# Smolder Or Feline?!



## AdlersMommy22 (Dec 24, 2008)

hellllllllllpppppppppppp

Which is better? And why?


----------



## ExquizitDiva (Dec 24, 2008)

Well I have smolder... I love how easy and smooth it goes on BUT it streaks, smears. Thx for the question! I need to know how feline is... I just don't know what to do to keep from having black eyes by the end of the day.


----------



## Simply Elegant (Dec 24, 2008)

Feline. The smoothness of the kohl powers are really nice.


----------



## Mabelle (Dec 24, 2008)

i have both and i like feline better. It goes on like butter. Its just a rioch deep black (smoulder looks greyish to me) and lasts on my waterline.HOWEVER it melts down my face. i lightly set it with carbon and its fine.


----------



## ClaireAvril (Dec 24, 2008)

damn this!  I have been looking everywhere for Feline and been holding out on buying smolder.  Where can I find it?


----------



## TISH1124 (Dec 24, 2008)

Love, Love Feline...3 b/u on this one ...It's sooooo black and very smooth...But smudges like the devil

Will try setting it like Mabelle does tomorrow


----------



## ..kels* (Dec 24, 2008)

smolder. both of them smudge but i find that smolder isn't as bad. & it shows up a lot better on my waterline. & most importantly.. it's perm & won't cost you out the ass to get!


----------



## statusmode (Dec 24, 2008)

Quote:

   Originally Posted by *ExquizitDiva* 

 
_Well I have smolder... I love how easy and smooth it goes on BUT it streaks, smears. Thx for the question! I need to know how feline is... I just don't know what to do to keep from having black eyes by the end of the day._

 
I set my eyeliner with carbon e/s (especially the waterline!) I used to always have to carry around an eyeliner to retouch it throughout the day, or it would travel into my tear duct area but setting it solved my problems


----------



## GreekChick (Dec 24, 2008)

Definately Feline!
It's the blackest black ever, goes on like butter and gives the perfect sexy definition to the waterline. It doesn't disappear either, but it pops!

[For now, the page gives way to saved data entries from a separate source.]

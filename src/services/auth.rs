use validator::Validate;

use crate::auth::{hash_password, verify_password, Claims, LoginRequest, RegisterRequest, TokenKeys};
use crate::error::{messages, AppError};
use crate::store::UserStore;

/// Registration, login and token validation.
///
/// Stateless apart from the injected store and signing keys; all session state lives
/// in the tokens it issues.
#[derive(Debug, Clone)]
pub struct AuthService {
    users: UserStore,
    keys: TokenKeys,
}

impl AuthService {
    pub fn new(users: UserStore, keys: TokenKeys) -> Self {
        Self { users, keys }
    }

    /// Creates an account and returns the new user id.
    ///
    /// Fails with `ValidationError` on an empty field and `Conflict` when the email is taken.
    pub async fn register(&self, request: RegisterRequest) -> Result<i64, AppError> {
        request.validate()?;
        let name = request.name.unwrap_or_default();
        let email = request.email.unwrap_or_default();
        let password = request.password.unwrap_or_default();

        if self.users.find_by_email(&email).await?.is_some() {
            log::info!("registration rejected: email already in use");
            return Err(AppError::Conflict(messages::EMAIL_IN_USE.into()));
        }

        let password_hash = hash_password(&password)?;
        // The unique index still guards against a concurrent registration.
        let id = self.users.insert(&name, &email, &password_hash).await?;
        log::info!("registered user {}", id);
        Ok(id)
    }

    /// Checks credentials and issues a bearer token.
    ///
    /// Unknown email and wrong password produce the same `Unauthorized` error.
    pub async fn login(&self, request: LoginRequest) -> Result<String, AppError> {
        request.validate()?;
        let email = request.email.unwrap_or_default();
        let password = request.password.unwrap_or_default();

        let user = match self.users.find_by_email(&email).await? {
            Some(user) if verify_password(&password, &user.password_hash) => user,
            _ => {
                log::warn!("failed login attempt");
                return Err(AppError::Unauthorized(messages::INVALID_CREDENTIALS.into()));
            }
        };

        let token = self.keys.generate_token(&user)?;
        log::info!("user {} logged in", user.id);
        Ok(token)
    }

    /// Verifies a bearer token and returns its claims.
    pub fn validate(&self, token: &str) -> Result<Claims, AppError> {
        self.keys.verify_token(token)
    }
}
// src/server/mod.rs

//! The master process: leader election, startup/bootstrap, and the
//! single-threaded control loop that owns all mutable cluster state.

use anyhow::Result;

pub mod bootstrap;
pub mod election;
mod initialization;
pub mod master_loop;
pub mod paths;
pub mod rpc;

pub use initialization::ServerContext;
pub use master_loop::{MasterCore, RunState};
pub use rpc::{AlterStatusReply, ClusterStatus, MasterHandle, RegionServerGateway, RpcCall, StartupConfig};

use crate::config::Config;

/// Runs the master end to end: wins leader election, bootstraps or
/// reconstructs cluster state, then drives the control loop until it
/// reaches [`RunState::Closed`].
pub async fn run(config: Config) -> Result<()> {
    let ServerContext {
        mut master,
        queue,
        rpc_rx,
        handle,
        rs_gateway,
    } = initialization::setup(config).await?;
    let _ = (handle, rs_gateway);
    master.run(queue, rpc_rx).await;
    Ok(())
}

/// Like [`run`], but returns the [`MasterHandle`] and [`RegionServerGateway`]
/// before the control loop starts, for callers that need to issue admin
/// RPCs (or a ctrl-c shutdown) and region-server RPCs against the running
/// master.
pub async fn run_with_handle(
    config: Config,
) -> Result<(MasterHandle, RegionServerGateway, tokio::task::JoinHandle<()>)> {
    let ServerContext {
        mut master,
        queue,
        rpc_rx,
        handle,
        rs_gateway,
    } = initialization::setup(config).await?;
    let returned_handle = handle.clone();
    let returned_gateway = rs_gateway.clone();
    let join = tokio::spawn(async move {
        master.run(queue, rpc_rx).await;
    });
    Ok((returned_handle, returned_gateway, join))
}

I used to love Smolder. But man, I prefer Feline and wish MAC would make it permanent! It's a must in anyone's kit.


----------



## aziajs (Dec 24, 2008)

I like feline too.  It smudges but in a neater way than Smolder.  It never runs down my face.  I can't explain it.  It seems to last a long time too.  Love it!


----------



## MissMochaXOXO (Dec 24, 2008)

feline for sure
	

	
	
		
		

		
		
	


	




 but i do afgree setting black liner with carbon is a must! it stops any brand from smydging on me


----------



## GlamYOURUs (Dec 24, 2008)

I love them both! 

Both smear but feline is better on the waterline as it stays there for the most part and its dark rich black. Smolder is good on the lash line when you have a good base such as concealer. It stays put and doesn't smear much.


----------



## nunu (Dec 24, 2008)

I have them both, i've been using smolder for years but i have dumped it after purchasing feline. Feline is an intense black kohl and i love it. I bought like 4 back ups of it! 
I don't have a problem with it what so ever but i read hat a lot of people don't like it because it smears.


----------



## Gabriele (Dec 24, 2008)

Please someone have mercy - I really want the feline.  I've looked and looked and can't find it on line.  Anyone any help, please ;~)


----------



## panda0410 (Dec 24, 2008)

Neither.... they are both bitches when it comes to smudging and smearing! 

IMHO the Lancome e/l are better and they stay put! If you are happy to look at other brands the Lancome pencils are some of the best on the market.


----------



## cipelica (Dec 24, 2008)

I also have the both and would have to say Feline. Easier to smudge, softer, glides better over the eye shadow. When I smudge Smolder it has some sort of blue hint, that is not bad, but if you want black, get Feline. It is better for waterline too.


----------



## MAC_Diva (Dec 24, 2008)

What about Graphblack technakohl? Is feline still available at counters or do i just have to wait for another collection to re-release it?


----------



## rachybloom (Dec 24, 2008)

I think Smolder is very pretty but I love the intensity of Feline. Both of them smear and smudge on my pretty badly (which is weird because I have dry skin?) Instead of just applying Carbon, you could also take a translucent powder (MUFE HD is what I use) and use a small eyeshadow brush and apply it to the outer corners of the eyes and under the eyes. With the eyeliner alone it sets it perfectly.


----------



## ladyJ (Dec 24, 2008)

I only have feline. I like how dark and smooth it is. Only downfall is that it smears. I only use it on the bottom waterline anyway so it isn't that bad. I smudge it a little with some eyeshadow either black or dark brown depending on what colors I am using and it doesn't smear as bad.


----------



## jdechant (Dec 24, 2008)

I started off with smoulder..it was ok..it smudged some...nothing special black eyeliner. Then I got Feline and I am in love!!!! Its super black, has more staying power then smoulder (in my opinion) and is just GREAT!! lol..I actually don't have backups of my collection, but I do have a backup of feline...IT IS AMAZING...I think you need to experience the amazingness that it is! haha..and yah it can smudge some, but I tend to use it on my waterline (DAILY) and usually touch it up sometime in the afternoon (if put on first thing in the morning) If you use it as eyeliner on your lid, just set it with a bit of carbon eyeshadow overtop (it does the trick!!) I <3 it!! And it makes one SEXY smokey eye!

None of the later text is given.